Geometric Design of the Stradivari Model G Violin, Part One: Mold and Template

by Robert J. Spear

Originally published in American Lutherie #93, 2008

see also,
Geometric Design of the Stradivari Model G Violin, Part Two: f-holes by Robert J. Spear
Geometric Design of the Stradivari Model G Violin, Part Three: The Scroll by Robert J. Spear



I have little doubt that artists, artisans, and architects of the Renaissance and Baroque used some system of guidance for their drawings that was based on the knowledge of geometry and the use of straightedge and divider. I began my drawing adventure almost five years ago by following the guidelines for the geometric design of the Model G in Sacconi’s book and soon discovered errors. Even so, I was convinced that it would be worthwhile to use a classical Cremonese approach based on geometry because I wanted to see if I could integrate it with Hutchins and Schelleng’s scaling theories used for the New Violin Family. While the acoustical aspects of the exercise are not germane here, I worked to realize a design system that would essentially produce a second generation of octet instruments close to a classical Cremonese violin in the style of the Model G Stradivari. My goal was to impart a greater uniformity to the octet family’s models, but to keep this article within bounds I have confined my remarks to the violin.

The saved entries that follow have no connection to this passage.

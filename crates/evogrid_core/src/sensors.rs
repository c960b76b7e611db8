//! Grid-derived sensor readings.

use crate::brain::{Sensor, SENSOR_COUNT};
use crate::config::AppConfig;
use crate::grid::Grid;
use crate::organism::Organism;
use evogrid_data::{CellState, Coord, Direction};
use rand::Rng;

/// Sensor values captured once per organism per tick, indexed by sensor id.
#[derive(Debug, Clone, Copy, PartialEq)]
pub struct SensorFrame {
    pub values: [f32; SENSOR_COUNT],
}

impl SensorFrame {
    pub fn capture<R: Rng>(
        grid: &Grid,
        organism: &Organism,
        config: &AppConfig,
        rng: &mut R,
    ) -> Self {
        let mut values = [0.0; SENSOR_COUNT];
        for sensor in Sensor::ALL {
            values[usize::from(sensor.id())] = read(sensor, grid, organism, config, rng);
        }
        Self { values }
    }

    /// Reading for a raw sensor id; unknown ids read as zero.
    #[must_use]
    pub fn get(&self, id: usize) -> f32 {
        self.values.get(id).copied().unwrap_or(0.0)
    }
}

pub fn read<R: Rng>(
    sensor: Sensor,
    grid: &Grid,
    organism: &Organism,
    config: &AppConfig,
    rng: &mut R,
) -> f32 {
    let pos = organism.position;
    let size = i32::from(grid.size());
    match sensor {
        Sensor::LocX => normalized_location(pos.x, size),
        Sensor::LocY => normalized_location(pos.y, size),
        Sensor::BoundaryDistX => boundary_distance(pos.x, size),
        Sensor::BoundaryDistY => boundary_distance(pos.y, size),
        Sensor::BoundaryDist => {
            boundary_distance(pos.x, size).min(boundary_distance(pos.y, size))
        }
        Sensor::LookNorth => look(grid, pos, Direction::North),
        Sensor::LookEast => look(grid, pos, Direction::East),
        Sensor::LookSouth => look(grid, pos, Direction::South),
        Sensor::LookWest => look(grid, pos, Direction::West),
        Sensor::Energy => organism.energy / config.metabolism.max_energy,
        Sensor::Age => (organism.age as f32 / config.metabolism.max_age as f32).min(1.0),
        Sensor::Random => rng.gen::<f32>(),
        Sensor::Oscillator => {
            let phase = organism.age as f32 / config.brain.oscillator_period;
            0.5 + 0.5 * (std::f32::consts::TAU * phase).sin()
        }
        Sensor::Facing => organism.direction.index() as f32 / Direction::ALL.len() as f32,
    }
}

fn normalized_location(c: i32, size: i32) -> f32 {
    if size <= 1 {
        0.0
    } else {
        c as f32 / (size - 1) as f32
    }
}

/// `min(c, S-1-c) / (S/2)`: 0 at an edge, about 1 at the centre.
fn boundary_distance(c: i32, size: i32) -> f32 {
    let d = c.min(size - 1 - c).max(0);
    d as f32 / (size as f32 / 2.0)
}

/// Maps the adjacent cell in `direction` to a signed scalar.
#[must_use]
pub fn look(grid: &Grid, from: Coord, direction: Direction) -> f32 {
    match grid.get(from.step(direction)).map(|c| c.state) {
        Ok(CellState::Empty) => 0.0,
        Ok(CellState::Food) => 1.0,
        Ok(CellState::Organism) => -0.5,
        Ok(CellState::Wall | CellState::Radioactive) | Err(_) => -1.0,
    }
}

#[cfg(test)]
mod tests {
    use super::*;
    use crate::brain::NeuronCounts;
    use evogrid_data::{Genome, OrganismId};
    use rand::SeedableRng;
    use rand_chacha::ChaCha8Rng;

    fn organism_at(x: i32, y: i32) -> Organism {
        Organism::new(
            OrganismId(0),
            Coord::new(x, y),
            Genome::default(),
            NeuronCounts::with_hidden(1),
            50.0,
        )
    }

    #[test]
    fn test_look_sensors() {
        let mut grid = Grid::new(5);
        let at = Coord::new(2, 2);
        grid.place(Coord::new(2, 1), CellState::Food, None).unwrap();
        grid.place(Coord::new(3, 2), CellState::Wall, None).unwrap();
        grid.place(Coord::new(2, 3), CellState::Organism, Some(OrganismId(9)))
            .unwrap();
        assert_eq!(look(&grid, at, Direction::North), 1.0);
        assert_eq!(look(&grid, at, Direction::East), -1.0);
        assert_eq!(look(&grid, at, Direction::South), -0.5);
        assert_eq!(look(&grid, at, Direction::West), 0.0);
        assert_eq!(look(&grid, Coord::new(0, 0), Direction::North), -1.0);
    }

    #[test]
    fn test_location_and_boundary_sensors() {
        let grid = Grid::new(5);
        let config = AppConfig::default();
        let mut rng = ChaCha8Rng::seed_from_u64(0);
        let corner = SensorFrame::capture(&grid, &organism_at(0, 4), &config, &mut rng);
        assert_eq!(corner.get(Sensor::LocX.id().into()), 0.0);
        assert_eq!(corner.get(Sensor::LocY.id().into()), 1.0);
        assert_eq!(corner.get(Sensor::BoundaryDist.id().into()), 0.0);

        let centre = SensorFrame::capture(&grid, &organism_at(2, 2), &config, &mut rng);
        assert!((centre.get(Sensor::BoundaryDistX.id().into()) - 0.8).abs() < 1e-6);
    }

    #[test]
    fn test_frame_values_are_bounded() {
        let grid = Grid::new(8);
        let config = AppConfig::default();
        let mut rng = ChaCha8Rng::seed_from_u64(1);
        let mut org = organism_at(3, 5);
        org.age = 17;
        let frame = SensorFrame::capture(&grid, &org, &config, &mut rng);
        for v in frame.values {
            assert!((-1.0..=1.0).contains(&v), "{v}");
        }
        assert_eq!(frame.get(999), 0.0);
    }
}
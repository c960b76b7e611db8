use super::grid::{Coord, OrganismId};
use serde::{Deserialize, Serialize};

/// Why an organism left the population.
#[derive(Debug, Clone, Copy, PartialEq, Eq, Hash, Serialize, Deserialize)]
pub enum DeathCause {
    /// Energy reached zero.
    Starvation,
    /// Age reached `max_age`.
    OldAge,
    /// Tried to enter a radioactive cell.
    Radiation,
}

/// Events emitted by a simulation tick, for status displays and history.
#[derive(Debug, Clone, PartialEq, Serialize, Deserialize)]
pub enum LiveEvent {
    /// A child was placed on the grid by reproduction.
    Birth {
        id: OrganismId,
        parents: Vec<OrganismId>,
        at: Coord,
        tick: u64,
    },
    /// An organism died.
    Death {
        id: OrganismId,
        age: u32,
        cause: DeathCause,
        at: Coord,
        tick: u64,
    },
    /// The evolutionary loop ran and a new generation began.
    Generation {
        generation: u64,
        best_fitness: f32,
        mean_fitness: f32,
        population: usize,
    },
}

There are those who question whether geometric design really played an important role in violin design and suggest that the model outline could be designed freehand. Others allow that some sort of geometrical or proportion scheme was used, but that it was not based on the golden section. A few ask why one can’t just get a good photo of a good model and enlarge or reduce it at the local copy center. You can (and I did at first), but because strange things start to happen in the larger and smaller instruments during the scaling process, straight scaling does not hold up. Still others, including Sacconi, stress that the eye was the final arbiter of any design, no matter how it was derived. I will attempt to address all of these points in this series of articles.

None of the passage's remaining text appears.